Je commence par vous quereller. Je remarque que vous ne m'avez pas écrit du tout dimanche le 10. Pourquoi ? J'aurai fait pendant mon voyage une nouvelle connaissance importante, Mirabeau ah qu'il a d'esprit ! Et quel courage, quelle confiance en lui-même, quelle énergie, quelle puissance de volonté. Un homme comme celui-là aujourd’hui ! Que cela ferait de bien ! Il y a des lettres de lui merveilleuses, vraiment je vous remercie de m’avoir donné cette lecture. Je vous la rapporte en bon état.

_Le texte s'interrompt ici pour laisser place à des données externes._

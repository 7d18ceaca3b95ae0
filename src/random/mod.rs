//! Named, independently seeded random number streams.
//!
//! Every consumer of randomness declares its own stream with [`define_rng!`]. Each stream is
//! seeded from the base seed given to [`ContextRandomExt::init_random`] combined with a hash of
//! the stream's name, so adding draws to one stream never perturbs another. Two runs with the
//! same base seed produce identical results.
mod context_ext;
mod macros;
mod sampling_algorithms;
mod truncated_normal;

use std::any::{Any, TypeId};
use std::cell::RefCell;

pub use context_ext::ContextRandomExt;
pub use macros::define_rng;
pub use sampling_algorithms::sample_without_replacement;
pub use truncated_normal::TruncatedNormal;

use crate::rand::SeedableRng;
use crate::{define_data_plugin, HashMap, HashMapExt};

pub trait RngId: Copy + Clone {
    type RngType: SeedableRng;
    fn get_name() -> &'static str;
}

// Type-erased so that streams of different generator types can share one map.
struct RngHolder {
    rng: Box<dyn Any>,
}

struct RngData {
    base_seed: u64,
    rng_holders: RefCell<HashMap<TypeId, RngHolder>>,
}

// The holders live in a RefCell so that sampling needs only a shared borrow of the Context.
define_data_plugin!(
    RngPlugin,
    RngData,
    RngData {
        base_seed: 0,
        rng_holders: RefCell::new(HashMap::new()),
    }
);
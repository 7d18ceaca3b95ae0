//! While the day progress bar is drawn, a log line written over it would leave the tail of the
//! bar on screen. This encoder clears the line first.

use log::Record;
use log4rs::encode::{Encode, Write};

#[derive(Debug)]
pub struct ClearLineEncoder {
    inner: Box<dyn Encode>,
}

impl ClearLineEncoder {
    pub fn new(inner: Box<dyn Encode>) -> Self {
        Self { inner }
    }
}

impl Encode for ClearLineEncoder {
    fn encode(&self, w: &mut dyn Write, record: &Record) -> Result<(), anyhow::Error> {
        // Erase the line, cursor back to column zero.
        w.write_all(b"\x1B[2K\r")?;
        self.inner.encode(w, record)
    }
}
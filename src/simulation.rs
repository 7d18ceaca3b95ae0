//! The day/hour scheduler.
//!
//! Day 0 is set-up: the population and town are generated, the outbreak is seeded and the
//! initial state is recorded. Each following day runs, in order:
//!
//! 1. emergency level evaluation (and routine regeneration if it changed),
//! 2. 24 hourly ticks, each clearing and refilling every location and then running contacts,
//! 3. the recoveries due that day,
//! 4. the hospital admissions due that day,
//!
//! after which a [`DailyResult`] is recorded and the progress callback is invoked.
use serde::{Deserialize, Serialize};

use crate::context::{Context, ContextBase};
use crate::define_data_plugin;
use crate::emergency::{ContextEmergencyExt, EmergencyLevel};
use crate::error::EpiError;
use crate::infection_manager::{self, ContextInfectionExt};
use crate::log::{debug, info};
use crate::occupancy::ContextOccupancyExt;
use crate::parameters::{ContextParametersExt, Params};
use crate::people::{ContextPeopleExt, InfectionStatus, PersonId};
use crate::population_loader;
use crate::progress::ContextProgressExt;
use crate::report::{define_report, ContextReportExt};
use crate::routine::HOURS_PER_DAY;
use crate::transmission_manager::ContextTransmissionExt;

/// The state of the population at the end of a day. Percentages are rounded to two decimals.
#[derive(Debug, Clone, PartialEq, Serialize, Deserialize)]
pub struct DailyResult {
    pub day: usize,
    pub percent_susceptible: f64,
    pub percent_infectious: f64,
    pub percent_recovered: f64,
    pub emergency_level: EmergencyLevel,
}

define_report!(DailyResult);

define_data_plugin!(SimulationPlugin, Vec<DailyResult>, Vec::new());

pub trait ContextSimulationExt {
    /// Stores `params`, generates the town and its people, seeds the outbreak and records day
    /// 0. Reports added before this call receive the day 0 row.
    ///
    /// # Errors
    ///
    /// Returns an `EpiError` if the parameters are invalid or the simulation was already set up.
    fn init_simulation(&mut self, params: Params) -> Result<(), EpiError>;

    /// Runs one hourly tick of the current day: everyone moves to where their routine says,
    /// then the infectious meet the people around them. Returns the people newly infected.
    fn run_hour(&mut self, hour: usize) -> Vec<PersonId>;

    /// Runs one whole day.
    ///
    /// # Errors
    ///
    /// Returns an `EpiError` if `day` is past the configured number of days.
    ///
    /// Returns [`EpiError::InvariantViolation`] (debug builds only) if the compartments no
    /// longer partition the population at the end of the day.
    fn run_day(&mut self, day: usize) -> Result<DailyResult, EpiError>;

    /// Runs every configured day and returns the results of day 0 onwards.
    ///
    /// # Errors
    ///
    /// See [`ContextSimulationExt::run_day`].
    fn run_simulation(&mut self) -> Result<Vec<DailyResult>, EpiError>;

    /// Records and reports the current state of the population.
    fn record_daily_result(&mut self) -> DailyResult;

    fn daily_results(&self) -> &[DailyResult];
}

impl ContextSimulationExt for Context {
    fn init_simulation(&mut self, params: Params) -> Result<(), EpiError> {
        self.init_parameters(params)?;
        population_loader::init(self)?;
        infection_manager::init(self)?;
        self.set_current_day(0);
        let seeded = self.seed_infections();
        info!(
            "simulating {} people, {} initially infectious",
            self.get_current_population(),
            seeded.len()
        );
        self.record_daily_result();
        Ok(())
    }

    fn run_hour(&mut self, hour: usize) -> Vec<PersonId> {
        self.set_current_hour(hour);
        self.update_occupancy();
        self.run_transmission()
    }

    fn run_day(&mut self, day: usize) -> Result<DailyResult, EpiError> {
        let total_days = self.get_params().simulation_days;
        if day > total_days {
            return Err(EpiError::EpiError(format!(
                "cannot run day {day}: the simulation covers {total_days} days"
            )));
        }
        self.set_current_day(day);
        self.update_emergency_level();

        let mut infected = 0;
        for hour in 0..HOURS_PER_DAY {
            infected += self.run_hour(hour).len();
        }

        let recovered = self.process_recoveries(day);
        let admitted = self.process_hospitalizations(day);
        debug!(
            "day {day}: {infected} new infections, {recovered} recoveries, \
             {admitted} hospital admissions due"
        );

        if cfg!(debug_assertions) {
            self.check_conservation()?;
        }
        let result = self.record_daily_result();
        info!(
            "day {day}: S={} I={} R={} level={}",
            self.count_status(InfectionStatus::Susceptible),
            self.count_status(InfectionStatus::Infectious),
            self.count_status(InfectionStatus::Recovered),
            result.emergency_level
        );
        self.report_progress(day, total_days);
        Ok(result)
    }

    fn run_simulation(&mut self) -> Result<Vec<DailyResult>, EpiError> {
        let total_days = self.get_params().simulation_days;
        for day in 1..=total_days {
            self.run_day(day)?;
        }
        Ok(self.daily_results().to_vec())
    }

    fn record_daily_result(&mut self) -> DailyResult {
        let result = DailyResult {
            day: self.get_current_day(),
            percent_susceptible: self.status_percentage(InfectionStatus::Susceptible),
            percent_infectious: self.status_percentage(InfectionStatus::Infectious),
            percent_recovered: self.status_percentage(InfectionStatus::Recovered),
            emergency_level: self.get_emergency_level(),
        };
        self.get_data_mut(SimulationPlugin).push(result.clone());
        self.send_report(result.clone());
        result
    }

    fn daily_results(&self) -> &[DailyResult] {
        self.try_get_data(SimulationPlugin)
            .map(Vec::as_slice)
            .unwrap_or_default()
    }
}

/// Sets up and runs a simulation with no reports.
///
/// # Errors
///
/// Returns an `EpiError` if the parameters are invalid.
pub fn run(params: Params) -> Result<Vec<DailyResult>, EpiError> {
    let mut context = Context::new();
    context.init_simulation(params)?;
    context.run_simulation()
}
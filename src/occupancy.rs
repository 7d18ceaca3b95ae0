//! Hourly occupancy: who is where.
//!
//! Every hour each location's occupant list is rebuilt from scratch by walking the population
//! in id order and placing each person at the location their active routine names for that
//! hour. Capacity-bearing categories turn people away once full: an overcrowded transportation
//! instance sends the rider to walk outdoors, and a full entertainment venue sends the person
//! home. The location a person actually ends up in is remembered for the interaction phase.
use crate::context::{Context, ContextBase};
use crate::define_data_plugin;
use crate::emergency::ContextEmergencyExt;
use crate::log::trace;
use crate::people::{ContextPeopleExt, PersonId};
use crate::town::{ContextTownExt, LocationCategory, LocationRef};

struct OccupancyData {
    // Indexed by person; empty until the first fill.
    current: Vec<LocationRef>,
    redirected: usize,
}

define_data_plugin!(
    OccupancyPlugin,
    OccupancyData,
    OccupancyData {
        current: Vec::new(),
        redirected: 0,
    }
);

pub trait ContextOccupancyExt {
    /// Empties every location.
    fn clear_locations(&mut self);

    /// Places everyone according to their active routine for the current hour.
    fn fill_locations(&mut self);

    /// Clears and refills every location for the current hour.
    fn update_occupancy(&mut self);

    /// Where `person_id` is this hour, after any capacity redirection. `None` before the first
    /// fill.
    fn current_location(&self, person_id: PersonId) -> Option<LocationRef>;

    /// People turned away from a full location during the last fill.
    fn redirected_count(&self) -> usize;
}

impl ContextOccupancyExt for Context {
    fn clear_locations(&mut self) {
        self.get_town_mut().clear_occupants();
    }

    fn fill_locations(&mut self) {
        let hour = self.get_current_hour();
        let level = self.get_emergency_level();
        let targets: Vec<(LocationRef, usize)> = self
            .people()
            .iter()
            .map(|person| (person.active_routine().at(hour), person.household()))
            .collect();

        let town = self.get_town_mut();
        let mut current = Vec::with_capacity(targets.len());
        let mut redirected = 0;
        for (index, (target, household)) in targets.into_iter().enumerate() {
            let location = match target.category {
                LocationCategory::Transportation if town.location(target).is_full(level) => {
                    redirected += 1;
                    LocationRef::outdoors()
                }
                LocationCategory::Entertainment if town.location(target).is_full(level) => {
                    redirected += 1;
                    LocationRef::house(household)
                }
                _ => target,
            };
            town.location_mut(location).add_occupant(PersonId(index));
            current.push(location);
        }
        if redirected > 0 {
            trace!(
                "day {} hour {hour}: {redirected} people redirected from full locations",
                self.get_current_day()
            );
        }

        let data = self.get_data_mut(OccupancyPlugin);
        data.current = current;
        data.redirected = redirected;
    }

    fn update_occupancy(&mut self) {
        self.clear_locations();
        self.fill_locations();
    }

    fn current_location(&self, person_id: PersonId) -> Option<LocationRef> {
        self.try_get_data(OccupancyPlugin)?
            .current
            .get(person_id.0)
            .copied()
    }

    fn redirected_count(&self) -> usize {
        self.try_get_data(OccupancyPlugin)
            .map_or(0, |data| data.redirected)
    }
}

7 heures Voilà qui est trop fort. Après m’avoir planté là le dimanche & donné quatre lignes seulement. Lundi vous ne me dites rien du tout. Mardi. Pas de lettres. Et j’en attendais une très intéressante. Les dissipations de Paris font que je vous passe du souvenir. J’étais bien fatiguée, bien harassée à Francfort je vous écrivais tout de même.

Samedi 16 Je ne me console pas de n’avoir pas eu de lettre, & j’allais dire, je ne pardonne pas. Voyons aujourd’hui mais il faut attendre jusqu'à 4 h. Et il est huit heures ! Pas une âme hier. Je me partage entre la promenade, les journaux & Mirabeau. Ce soir un peu de piquet avec Marion & mon lit à 9 heures. Et incendie aux Invalides tous les drapeaux brûlés. Sébastiani ne valait pas cela. Adieu. Adieu.
Ma tête & ma bouche vont toujours mal, je ne sais ce que c’est.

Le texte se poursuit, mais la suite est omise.